When crafting Obamacare, the top priority for policy writers was not identifying the best ways for patients to receive the medical care they needed, but instead to identify ways to reduce the costs of care. Rather than working to undo the labyrinth of regulation and government programs that directly contribute to the high costs of American healthcare, the policy wonks within the Obama Administration worked to identify ways government could save money by reforming existing programs and changing the operations of hospitals.
One such initiative was the Hospital Readmissions Reduction Program, designed by the government agency in charge of Medicare and Medicaid. The purpose of the plan was simple, studies showed that 20% of Medicare patients discharged from hospitals ended up returning within 30 days – often for preventable causes. The aim of this new program was to incentivize hospitals to take proactive measures to treat such patients by penalizing them for high readmission rates.
The program was initially hailed as one of the most successful parts of the Affordable Care Act. Readmission rates went down, resulting in savings for the Medicare program. Some even called for expanding the program.
While the program did manage to save the government money, new studies now show that the savings may have contributed to thousands of preventable deaths.
In their words:
[A] deeper look at the Hospital Readmissions Reduction Program reveals a few troubling trends. First, since the policy has been in place, patients returning to a hospital are more likely to be cared for in emergency rooms and observation units. This has raised concern that some hospitals may be avoiding readmissions, even for patients who would benefit most from inpatient care.
Second, safety-net hospitals with limited resources have been disproportionately penalized by the program because they tend to care for more low-income patients who are at much higher risk of readmission. Financially penalizing these resource-poor hospitals may impede their ability to deliver good care.
Finally, and most concerning, there is growing evidence that while readmission rates are falling, death rates may be rising…. If we assume that the program was directly responsible for these increases in mortality and that prior trends would have continued unabated, the program may have resulted in 10,000 more deaths among patients with heart failure and pneumonia.

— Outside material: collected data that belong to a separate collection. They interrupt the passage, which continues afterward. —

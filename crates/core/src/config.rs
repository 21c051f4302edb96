use crate::emotion::{EmotionLabel, Lexicon, RuleThresholds};
use crate::prosody::ProsodyTable;
use serde::{Deserialize, Serialize};
use std::path::Path;

pub const ANALYSIS_SAMPLE_RATE: u32 = 16_000;
pub const DEFAULT_FRAME_LEN: usize = 2048;
pub const DEFAULT_HOP_LEN: usize = 512;
pub const DEFAULT_AUDIO_WEIGHT: f32 = 0.6;
pub const DEFAULT_TEXT_WEIGHT: f32 = 0.4;
pub const ENV_AUDIO_WEIGHT: &str = "EMOTION_AUDIO_WEIGHT";
pub const ENV_TEXT_WEIGHT: &str = "EMOTION_TEXT_WEIGHT";
pub const ENV_CONFIG_PATH: &str = "EMOTION_CONFIG";

const WEIGHT_SUM_TOLERANCE: f32 = 1e-6;

/// Signal-analysis parameters shared by every feature extractor.
#[derive(Clone, Debug, Serialize, Deserialize, PartialEq)]
#[serde(default)]
pub struct AnalysisConfig {
    pub sample_rate: u32,
    pub frame_len: usize,
    pub hop_len: usize,
    pub f0_min_hz: f32,
    pub f0_max_hz: f32,
    pub voicing_threshold: f32,
    /// Mean F0 at or below this is considered "no usable pitch".
    pub f0_reliable_min_hz: f32,
    pub f0_fallback_mean_hz: f32,
    pub f0_fallback_std_hz: f32,
    pub n_mels: usize,
    pub log_floor: f32,
    pub compute_mfcc: bool,
    pub onset_threshold_ratio: f32,
    /// Utterances whose mean RMS is at or below this carry no usable signal.
    pub silence_rms_floor: f32,
}

impl Default for AnalysisConfig {
    fn default() -> Self {
        Self {
            sample_rate: ANALYSIS_SAMPLE_RATE,
            frame_len: DEFAULT_FRAME_LEN,
            hop_len: DEFAULT_HOP_LEN,
            f0_min_hz: 65.0,
            f0_max_hz: 2093.0,
            voicing_threshold: 0.25,
            f0_reliable_min_hz: 50.0,
            f0_fallback_mean_hz: 150.0,
            f0_fallback_std_hz: 25.0,
            n_mels: 40,
            log_floor: 1e-10,
            compute_mfcc: true,
            onset_threshold_ratio: 0.5,
            silence_rms_floor: 1e-4,
        }
    }
}

impl AnalysisConfig {
    pub fn validate(&self) -> Result<(), ConfigError> {
        if self.sample_rate == 0 {
            return Err(ConfigError::InvalidAnalysis("sample_rate must be > 0"));
        }
        if self.frame_len < 2 || self.hop_len == 0 {
            return Err(ConfigError::InvalidAnalysis(
                "frame_len must be >= 2 and hop_len > 0",
            ));
        }
        if !(self.f0_min_hz > 0.0 && self.f0_min_hz < self.f0_max_hz) {
            return Err(ConfigError::InvalidAnalysis(
                "f0 range must satisfy 0 < f0_min_hz < f0_max_hz",
            ));
        }
        let longest_lag = (self.sample_rate as f32 / self.f0_min_hz).floor() as usize;
        if longest_lag >= self.frame_len {
            return Err(ConfigError::InvalidAnalysis(
                "frame_len must exceed the longest pitch lag (sample_rate / f0_min_hz)",
            ));
        }
        if self.compute_mfcc && self.n_mels == 0 {
            return Err(ConfigError::InvalidAnalysis("n_mels must be > 0"));
        }
        if !(self.log_floor > 0.0) {
            return Err(ConfigError::InvalidAnalysis("log_floor must be > 0"));
        }
        Ok(())
    }
}

/// Weights of the audio and text branches in fusion; each in `[0, 1]`, summing to 1.
#[derive(Clone, Copy, Debug, Serialize, Deserialize, PartialEq)]
#[serde(default)]
pub struct FusionWeights {
    pub audio: f32,
    pub text: f32,
}

impl FusionWeights {
    pub fn new(audio: f32, text: f32) -> Result<Self, ConfigError> {
        let w = Self { audio, text };
        w.validate()?;
        Ok(w)
    }

    pub fn validate(&self) -> Result<(), ConfigError> {
        let in_range = |w: f32| w.is_finite() && (0.0..=1.0).contains(&w);
        if !in_range(self.audio) || !in_range(self.text) {
            return Err(ConfigError::WeightOutOfRange {
                audio: self.audio,
                text: self.text,
            });
        }
        if (self.audio + self.text - 1.0).abs() > WEIGHT_SUM_TOLERANCE {
            return Err(ConfigError::WeightsDoNotSumToOne {
                audio: self.audio,
                text: self.text,
            });
        }
        Ok(())
    }
}

impl Default for FusionWeights {
    fn default() -> Self {
        Self {
            audio: DEFAULT_AUDIO_WEIGHT,
            text: DEFAULT_TEXT_WEIGHT,
        }
    }
}

/// Everything the classifier and prosody planner read; loaded once, never mutated.
#[derive(Clone, Debug, Default, Serialize, Deserialize, PartialEq)]
#[serde(default)]
pub struct EmotionConfig {
    pub analysis: AnalysisConfig,
    pub rules: RuleThresholds,
    pub lexicon: Lexicon,
    pub fusion: FusionWeights,
    pub prosody: ProsodyTable,
}

impl EmotionConfig {
    pub fn validate(&self) -> Result<(), ConfigError> {
        self.analysis.validate()?;
        self.rules.validate()?;
        self.lexicon.validate()?;
        self.fusion.validate()?;
        self.prosody.validate()?;
        Ok(())
    }

    pub fn from_json_str(json: &str) -> Result<Self, ConfigError> {
        let cfg: Self =
            serde_json::from_str(json).map_err(|e| ConfigError::Parse(e.to_string()))?;
        cfg.validate()?;
        Ok(cfg)
    }

    pub fn load(path: &Path) -> Result<Self, ConfigError> {
        let raw = std::fs::read_to_string(path).map_err(|e| ConfigError::Io {
            path: path.display().to_string(),
            details: e.to_string(),
        })?;
        Self::from_json_str(&raw)
    }
}

#[derive(thiserror::Error, Debug, Clone, PartialEq)]
pub enum ConfigError {
    #[error("fusion weights must each be within [0, 1], got audio={audio} text={text}")]
    WeightOutOfRange { audio: f32, text: f32 },
    #[error("fusion weights must sum to 1.0, got audio={audio} text={text}")]
    WeightsDoNotSumToOne { audio: f32, text: f32 },
    #[error("lexicon has no keywords")]
    EmptyLexicon,
    #[error("lexicon entry for {0} contains an empty keyword")]
    EmptyKeyword(EmotionLabel),
    #[error("prosody table has no entry for {0}")]
    MissingProsodyEntry(EmotionLabel),
    #[error("prosody entry for {0} must be finite with positive rate and energy")]
    InvalidProsodyEntry(EmotionLabel),
    #[error("rule threshold {0} must be finite")]
    InvalidThreshold(&'static str),
    #[error("invalid analysis parameters: {0}")]
    InvalidAnalysis(&'static str),
    #[error("{key} must be a number, got {value:?}")]
    InvalidNumber { key: String, value: String },
    #[error("failed to read config {path}: {details}")]
    Io { path: String, details: String },
    #[error("failed to parse config: {0}")]
    Parse(String),
}

pub trait Env {
    fn var(&self, key: &str) -> Option<String>;
}

#[derive(Clone, Debug, Default)]
pub struct StdEnv;

impl Env for StdEnv {
    fn var(&self, key: &str) -> Option<String> {
        std::env::var(key).ok()
    }
}

#[derive(Clone, Debug, Default)]
pub struct MapEnv {
    vars: std::collections::BTreeMap<String, String>,
}

impl MapEnv {
    pub fn with_var(mut self, key: &str, value: &str) -> Self {
        self.vars.insert(key.to_owned(), value.to_owned());
        self
    }
}

impl Env for MapEnv {
    fn var(&self, key: &str) -> Option<String> {
        self.vars.get(key).cloned()
    }
}

pub fn resolve_f32(
    cli_value: Option<f32>,
    env_key: &str,
    env: &impl Env,
) -> Result<Option<f32>, ConfigError> {
    match cli_value {
        Some(v) => Ok(Some(v)),
        None => match env.var(env_key) {
            Some(raw) => raw
                .trim()
                .parse::<f32>()
                .map(Some)
                .map_err(|_| ConfigError::InvalidNumber {
                    key: env_key.to_owned(),
                    value: raw,
                }),
            None => Ok(None),
        },
    }
}

pub fn resolve_optional_string(
    cli_value: Option<String>,
    env_key: &str,
    env: &impl Env,
) -> Option<String> {
    match cli_value {
        Some(v) => Some(v),
        None => env.var(env_key),
    }
}

/// Resolves fusion weights from CLI values and the environment on top of `base`.
///
/// When only one weight is given the other becomes its complement.
pub fn resolve_fusion_weights(
    cli_audio: Option<f32>,
    cli_text: Option<f32>,
    env: &impl Env,
    base: FusionWeights,
) -> Result<FusionWeights, ConfigError> {
    let audio = resolve_f32(cli_audio, ENV_AUDIO_WEIGHT, env)?;
    let text = resolve_f32(cli_text, ENV_TEXT_WEIGHT, env)?;
    match (audio, text) {
        (Some(a), Some(t)) => FusionWeights::new(a, t),
        (Some(a), None) => FusionWeights::new(a, 1.0 - a),
        (None, Some(t)) => FusionWeights::new(1.0 - t, t),
        (None, None) => {
            base.validate()?;
            Ok(base)
        }
    }
}

#[cfg(test)]
mod tests {
    use super::*;

    #[test]
    fn defaults_validate() {
        EmotionConfig::default().validate().expect("defaults are valid");
        assert_eq!(FusionWeights::default(), FusionWeights::new(0.6, 0.4).unwrap());
    }

    #[test]
    fn weights_must_sum_to_one() {
        assert!(matches!(
            FusionWeights::new(0.7, 0.4),
            Err(ConfigError::WeightsDoNotSumToOne { .. })
        ));
        assert!(matches!(
            FusionWeights::new(1.2, -0.2),
            Err(ConfigError::WeightOutOfRange { .. })
        ));
        assert!(matches!(
            FusionWeights::new(f32::NAN, 0.4),
            Err(ConfigError::WeightOutOfRange { .. })
        ));
        assert!(FusionWeights::new(1.0, 0.0).is_ok());
    }

    #[test]
    fn cli_weight_takes_precedence_over_env() {
        let env = MapEnv::default().with_var(ENV_AUDIO_WEIGHT, "0.9");
        let w = resolve_fusion_weights(Some(0.5), None, &env, FusionWeights::default())
            .expect("valid");
        assert_eq!(w.audio, 0.5);
        assert_eq!(w.text, 0.5);
    }

    #[test]
    fn env_weight_used_when_cli_missing_and_complemented() {
        let env = MapEnv::default().with_var(ENV_TEXT_WEIGHT, "0.25");
        let w = resolve_fusion_weights(None, None, &env, FusionWeights::default())
            .expect("valid");
        assert_eq!(w.text, 0.25);
        assert_eq!(w.audio, 0.75);
    }

    #[test]
    fn base_weights_used_when_nothing_overrides() {
        let env = MapEnv::default();
        let w = resolve_fusion_weights(None, None, &env, FusionWeights::default())
            .expect("valid");
        assert_eq!(w, FusionWeights::default());
    }

    #[test]
    fn unparsable_env_weight_is_rejected() {
        let env = MapEnv::default().with_var(ENV_AUDIO_WEIGHT, "loud");
        let err = resolve_fusion_weights(None, None, &env, FusionWeights::default())
            .unwrap_err();
        assert_eq!(
            err,
            ConfigError::InvalidNumber {
                key: ENV_AUDIO_WEIGHT.to_owned(),
                value: "loud".to_owned()
            }
        );
    }

    #[test]
    fn conflicting_weights_fail_fast() {
        let env = MapEnv::default()
            .with_var(ENV_AUDIO_WEIGHT, "0.6")
            .with_var(ENV_TEXT_WEIGHT, "0.6");
        assert!(resolve_fusion_weights(None, None, &env, FusionWeights::default()).is_err());
    }

    #[test]
    fn config_path_cli_takes_precedence() {
        let env = MapEnv::default().with_var(ENV_CONFIG_PATH, "/etc/env.json");
        assert_eq!(
            resolve_optional_string(Some("cli.json".to_owned()), ENV_CONFIG_PATH, &env),
            Some("cli.json".to_owned())
        );
        assert_eq!(
            resolve_optional_string(None, ENV_CONFIG_PATH, &env),
            Some("/etc/env.json".to_owned())
        );
    }

    #[test]
    fn partial_json_fills_defaults() {
        let cfg = EmotionConfig::from_json_str(r#"{ "fusion": { "audio": 0.8, "text": 0.2 } }"#)
            .expect("valid config");
        assert_eq!(cfg.fusion.audio, 0.8);
        assert_eq!(cfg.analysis, AnalysisConfig::default());
        assert_eq!(cfg.rules, RuleThresholds::default());
    }

    #[test]
    fn invalid_json_config_is_rejected() {
        assert!(matches!(
            EmotionConfig::from_json_str("{ not json"),
            Err(ConfigError::Parse(_))
        ));
        assert!(matches!(
            EmotionConfig::from_json_str(r#"{ "fusion": { "audio": 0.9, "text": 0.9 } }"#),
            Err(ConfigError::WeightsDoNotSumToOne { .. })
        ));
        assert!(matches!(
            EmotionConfig::from_json_str(r#"{ "analysis": { "hop_len": 0 } }"#),
            Err(ConfigError::InvalidAnalysis(_))
        ));
    }

    #[test]
    fn missing_config_file_reports_path() {
        let err = EmotionConfig::load(Path::new("/nonexistent/emotion.json")).unwrap_err();
        assert!(err.to_string().contains("/nonexistent/emotion.json"));
    }
}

The authors of the article conclude by asking the question “Why are policies that profoundly influence patient care not rigorously studied before widespread rollout?”
The better one is, “why should government policy makers be influencing the general practices of hospitals in the first place?”
Unfortunately this is simply the latest example of the dangers of government managed healthcare in America. From government insurance plans with payment schedules, to medical coding, to top-down government programs waged in the name of “costs control,” Washington politicians have continued to place government bureaucrats and insurance companies between a patient and their medical professional.
In the words of Dr. Michel Accad:
Of all economic sectors, health care should clearly rank among those most dependent on local knowledge. After all, how to best treat a patient is decidedly circumscribed in the here and now. Yet, lured by the idea that medicine is a scientific enterprise, we persevere in our attempt to manage health care with the same methods that would fail to optimize the construction and distribution of even a simple pencil.
While this new study should give pause to all federal policymakers striving for even greater government control over healthcare, we know that it won’t. Already the drumbeats are growing for the Democratic-controlled House to force a vote on the misnamed Medicare for All bill championed by Bernie Sanders and his fellow democratic socialists.
They will continue to say their program will “save money.” Those familiar with history will know it will simply cost lives.